Hoang Vv PhamLin LiuCameron P BrackenGregory J GoodallQi LongJiuyong LiThuc Duy LePublished in: PLoS computational biology (2019)
A key task in cancer genomics research is to identify cancer driver genes. As these genes initialise and progress cancer, understanding them is critical in designing effective cancer interventions. Although there are several methods developed to discover cancer drivers, most of them only identify coding drivers. However, non-coding RNAs can regulate driver mutations to develop cancer. Hence, novel methods are required to reveal both coding and non-coding cancer drivers. In this paper, we develop a novel framework named Controllability based Biological Network Analysis (CBNA) to uncover coding and non-coding cancer drivers (i.e. miRNA cancer drivers). CBNA integrates different genomic data types, including gene expression, gene network, mutation data, and contains a two-stage process: (1) Building a network for a condition (e.g. cancer condition) and (2) Identifying drivers.
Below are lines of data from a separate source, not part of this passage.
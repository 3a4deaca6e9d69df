use std::collections::BTreeMap;

use serde::{Deserialize, Serialize};

use crate::db_types::{Money, Order, PricedLineItem};

/// The result of a successful check-and-reserve: the stock has been taken, and these are the prices it was taken at.
#[derive(Debug, Clone, PartialEq, Eq)]
pub struct Reservation {
    pub total: Money,
    pub items: Vec<PricedLineItem>,
}

pub enum InsertOrderResult {
    /// Stock was reserved and a new order row was written.
    Inserted(Order),
    /// The idempotency key had already been applied. This is the order it produced. Nothing was changed.
    AlreadyExists(Order),
}

//--------------------------------------     Gateway types     ---------------------------------------------------------

#[derive(Debug, Clone, PartialEq, Eq, Serialize, Deserialize)]
pub struct ChargeRequest {
    /// The gateway's reference to the buyer's payment instrument, e.g. a payment method id.
    pub instrument: String,
    pub amount: Money,
    pub currency: String,
    pub email: String,
    /// Forwarded to the gateway so that a retried request cannot charge the buyer twice.
    pub idempotency_key: Option<String>,
}

#[derive(Debug, Clone, Copy, PartialEq, Eq, Serialize, Deserialize)]
pub enum ChargeStatus {
    Succeeded,
    /// The gateway accepted the charge but has not settled it. Money may or may not move.
    Processing,
    Failed,
}

#[derive(Debug, Clone, PartialEq, Eq, Serialize, Deserialize)]
pub struct ChargeResult {
    pub id: String,
    pub status: ChargeStatus,
}

#[derive(Debug, Clone, PartialEq, Eq, Serialize, Deserialize)]
pub struct HostedLineItem {
    pub product_id: String,
    pub name: String,
    pub unit_amount: Money,
    pub quantity: i64,
}

#[derive(Debug, Clone, PartialEq, Eq, Serialize, Deserialize)]
pub struct SessionRequest {
    pub email: String,
    pub currency: String,
    pub line_items: Vec<HostedLineItem>,
    pub success_url: String,
    pub cancel_url: String,
    pub metadata: BTreeMap<String, String>,
}

#[derive(Debug, Clone, PartialEq, Eq, Serialize, Deserialize)]
pub struct HostedSession {
    pub id: String,
    pub url: String,
}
The application of CBNA to the BRCA dataset demonstrates that it is more effective than the existing methods in detecting coding cancer drivers. In addition, CBNA also predicts 17 miRNA drivers for breast cancer. Some of these predicted miRNA drivers have been validated by literature and the rest can be good candidates for wet-lab validation. We further use CBNA to detect subtype-specific cancer drivers and several predicted drivers have been confirmed to be related to breast cancer subtypes. Another application of CBNA is to discover epithelial-mesenchymal transition (EMT) drivers. Of the predicted EMT drivers, 7 coding and 6 miRNA drivers are in the known EMT gene lists.